🤖 AI Summary
Addressing two key challenges in underwater image enhancement—spatially and spectrally non-uniform degradation, and difficulty in reconstructing high-frequency details—this paper proposes the Spatial-Spectral Dual-Domain Adaptive Network (SS-UIE). Methodologically, it introduces a novel spatial-spectral parallel adaptive modeling mechanism; designs a Multi-scale Cyclic Selective Scanning (MCSS) module to capture long-range spatial dependencies; integrates Spectral-Wise Self-Attention (SWSA) to model nonlinear inter-band correlations; and incorporates a Frequency-Aware Weighted Loss (FWL) to explicitly enhance high-frequency detail recovery. Extensive experiments demonstrate that SS-UIE consistently outperforms state-of-the-art methods across multiple benchmarks, while simultaneously reducing computational complexity and memory footprint. The proposed framework thus achieves both high-fidelity restoration and efficient inference, advancing the practical applicability of underwater image enhancement.
📝 Abstract
Recently, learning-based Underwater Image Enhancement (UIE) methods have demonstrated promising performance. However, existing learning-based methods still face two challenges. 1) They rarely consider the inconsistent degradation levels in different spatial regions and spectral bands simultaneously. 2) They treat all regions equally, ignoring that the regions with high-frequency details are more difficult to reconstruct.
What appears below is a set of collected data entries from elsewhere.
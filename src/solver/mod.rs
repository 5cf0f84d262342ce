// src/solver/mod.rs

//! Mixed-integer solver adapter.
//!
//! The compiler and the objective strategies only talk to a [`MipSolver`].
//! This keeps the formulation independent of any particular backend and lets
//! tests swap in a recording fake.
//!
//! - [`expr`] holds variable handles and linear expressions.
//! - [`good_lp_backend`] is the production backend (`good_lp` + `microlp`).

pub mod expr;
pub mod good_lp_backend;

use std::time::Duration;

pub use expr::{LinearExpr, Relation, VarHandle};
pub use good_lp_backend::GoodLpSolver;

use crate::errors::{Result, SlotplanError};

/// Outcome of [`MipSolver::solve`].
#[derive(Debug, Clone, Copy, PartialEq, Eq)]
pub enum SolveStatus {
    Optimal,
    Feasible,
    Infeasible,
    Unbounded,
    Error,
    /// Not solved yet, or the solve was abandoned (e.g. time limit).
    NotSolved,
}

impl SolveStatus {
    /// Whether variable values can be read back.
    pub fn is_success(self) -> bool {
        matches!(self, SolveStatus::Optimal | SolveStatus::Feasible)
    }
}

/// Knobs passed to a backend when it is created.
#[derive(Debug, Clone, Default)]
pub struct SolverOptions {
    /// Stop the search after this long. The best assignment found so far is
    /// reported as [`SolveStatus::Feasible`]; without one the status is
    /// [`SolveStatus::NotSolved`].
    pub time_limit: Option<Duration>,
}

/// Generic mixed-integer solver, minimisation only.
///
/// Values are only readable after `solve` returned a successful status.
pub trait MipSolver {
    fn backend_name(&self) -> &str;

    /// Create an integer variable in `[lower, upper]`. `f64::INFINITY` as
    /// `upper` leaves it unbounded above.
    fn int_var(&mut self, lower: f64, upper: f64, label: &str) -> VarHandle;

    /// Create a 0/1 variable.
    fn bool_var(&mut self, label: &str) -> VarHandle {
        self.int_var(0.0, 1.0, label)
    }

    fn add_constraint(&mut self, lhs: LinearExpr, relation: Relation, rhs: LinearExpr);

    fn set_objective_minimize(&mut self, objective: LinearExpr);

    fn solve(&mut self) -> SolveStatus;

    /// Status of the last `solve`, [`SolveStatus::NotSolved`] before that.
    fn status(&self) -> SolveStatus;

    /// Chosen value of `var`; fails with
    /// [`SlotplanError::ProblemNotSolved`] unless the last solve succeeded.
    fn value_of(&self, var: VarHandle) -> Result<f64>;

    fn num_variables(&self) -> usize;

    fn num_constraints(&self) -> usize;
}

/// Instantiate a backend by name.
///
/// Known names (case-insensitive): `microlp`, `default`. Anything else fails
/// with [`SlotplanError::SolverInstantiationFailed`].
pub fn create_solver(backend: &str, options: &SolverOptions) -> Result<Box<dyn MipSolver>> {
    match backend.trim().to_lowercase().as_str() {
        "microlp" | "default" => Ok(Box::new(GoodLpSolver::new(options.clone()))),
        _ => Err(SlotplanError::SolverInstantiationFailed(backend.to_string())),
    }
}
To address these challenges, we propose a novel UIE method based on spatial-spectral dual-domain adaptive learning, termed SS-UIE. Specifically, we first introduce a spatial-wise Multi-scale Cycle Selective Scan (MCSS) module and a Spectral-Wise Self-Attention (SWSA) module, both with linear complexity, and combine them in parallel to form a basic Spatial-Spectral block (SS-block). Benefiting from the global receptive field of MCSS and SWSA, SS-block can effectively model the degradation levels of different spatial regions and spectral bands, thereby enabling degradation level-based dual-domain adaptive UIE. By stacking multiple SS-blocks, we build our SS-UIE network. Additionally, a Frequency-Wise Loss (FWL) is introduced to narrow the frequency-wise discrepancy and reinforce the model's attention on the regions with high-frequency details. Extensive experiments validate that the SS-UIE technique outperforms state-of-the-art UIE methods while requiring cheaper computational and memory costs.